- [WHAT YOU ARE ASKED TO DO]: Return only what lies between the first line of the entries and the line containing "identifier of this", both lines included.

[Extracted records]
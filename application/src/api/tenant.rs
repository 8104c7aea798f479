//! [`Tenant`] invitation definitions.

use common::DateTime;
use derive_more::{AsRef, Display, From, Into};
use juniper::{graphql_object, GraphQLScalar};
use service::domain;
use uuid::Uuid;

use crate::{
    api::{self, scalar},
    Context,
};

/// An invited or activated tenant of a `Unit`.
#[derive(Clone, Debug, From)]
pub struct Tenant(domain::Tenant);

/// An invited or activated tenant of a `Unit`.
#[graphql_object(context = Context)]
impl Tenant {
    /// Unique identifier of this `Tenant`.
    pub fn id(&self) -> Id {
        self.0.id.into()
    }

    /// Name of the invited person.
    pub fn name(&self) -> api::user::Name {
        self.0.name.clone().into()
    }

    /// Email the invitation is sent to.
    pub fn email(&self) -> api::user::Email {
        self.0.email.clone().into()
    }

    /// Phone of the invited person.
    pub fn phone(&self) -> Option<api::user::Phone> {
        self.0.phone.clone().map(Into::into)
    }

    /// ID of the `Property` the `Unit` belongs to.
    pub fn property_id(&self) -> api::property::Id {
        self.0.property_id.into()
    }

    /// ID of the `Unit` the tenant is invited into.
    pub fn unit_id(&self) -> api::unit::Id {
        self.0.unit_id.into()
    }

    /// `DateTime` when the tenant moves in.
    pub fn move_in(&self) -> DateTime {
        self.0.move_in.coerce()
    }

    /// `DateTime` when the pending invitation expires.
    pub fn invitation_expires_at(&self) -> Option<DateTime> {
        self.0.invitation.as_ref().map(|i| i.expires_at.coerce())
    }

    /// `User` created on activation.
    pub fn user(&self) -> Option<api::User> {
        self.0.user_id.map(|id| {
            #[expect(
                unsafe_code,
                reason = "activated `Tenant` guarantees `User` existence"
            )]
            unsafe {
                api::User::new_unchecked(id)
            }
        })
    }

    /// Indicator whether this `Tenant` has accepted the invitation.
    pub fn is_active(&self) -> bool {
        self.0.is_active
    }

    /// `DateTime` when this `Tenant` was invited.
    pub fn created_at(&self) -> DateTime {
        self.0.created_at.coerce()
    }
}

/// Unique identifier of a `Tenant`.
#[derive(Clone, Copy, Debug, Display, From, GraphQLScalar, Into)]
#[from(domain::tenant::Id)]
#[into(domain::tenant::Id)]
#[graphql(name = "TenantId", transparent)]
pub struct Id(Uuid);

/// Token of a `Tenant` invitation.
#[derive(AsRef, Clone, Debug, Display, From, GraphQLScalar, Into)]
#[graphql(
    name = "InvitationToken",
    with = scalar::Via::<domain::tenant::InvitationToken>,
)]
pub struct InvitationToken(domain::tenant::InvitationToken);
//! GraphQL API definitions.

pub mod billing;
pub mod meldung;
pub mod message;
mod mutation;
pub mod notification;
pub mod property;
mod query;
pub mod scalar;
pub mod tenant;
pub mod unit;
pub mod user;

use crate::{define_error, Context};

pub use self::{
    billing::Subscription,
    meldung::Meldung,
    message::Message,
    mutation::Mutation,
    notification::Notification,
    property::Property,
    query::Query,
    tenant::Tenant,
    unit::Unit,
    user::User,
};

/// GraphQL schema.
pub type Schema = juniper::RootNode<
    'static,
    Query,
    Mutation,
    juniper::EmptySubscription<Context>,
>;

/// Creates a new [`Schema`].
#[must_use]
pub fn schema() -> Schema {
    Schema::new(Query, Mutation, juniper::EmptySubscription::new())
}

define_error! {
    enum PrivilegeError {
        #[code = "NOT_LANDLORD"]
        #[status = FORBIDDEN]
        #[message = "Authenticated `User` must be a landlord"]
        Landlord,

        #[code = "NOT_TENANT"]
        #[status = FORBIDDEN]
        #[message = "`User` must be a tenant"]
        Tenant,
    }
}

- [RESPONSE AREA]:
filename application/src/api/tenant.rs
repository 8104c7aea798f479
//! [`Tenant`] invitation definitions.

use common::DateTime;
use derive_more::{AsRef, Display, From, Into};
use juniper::{graphql_object, GraphQLScalar};
use service::domain;
use uuid::Uuid;

use crate::{
    api::{self, scalar},
    Context,
};

/// An invited or activated tenant of a `Unit`.
#[derive(Clone, Debug, From)]
pub struct Tenant(domain::Tenant);

/// An invited or activated tenant of a `Unit`.
#[graphql_object(context = Context)]
impl Tenant {
    /// Unique identifier of this `Tenant`.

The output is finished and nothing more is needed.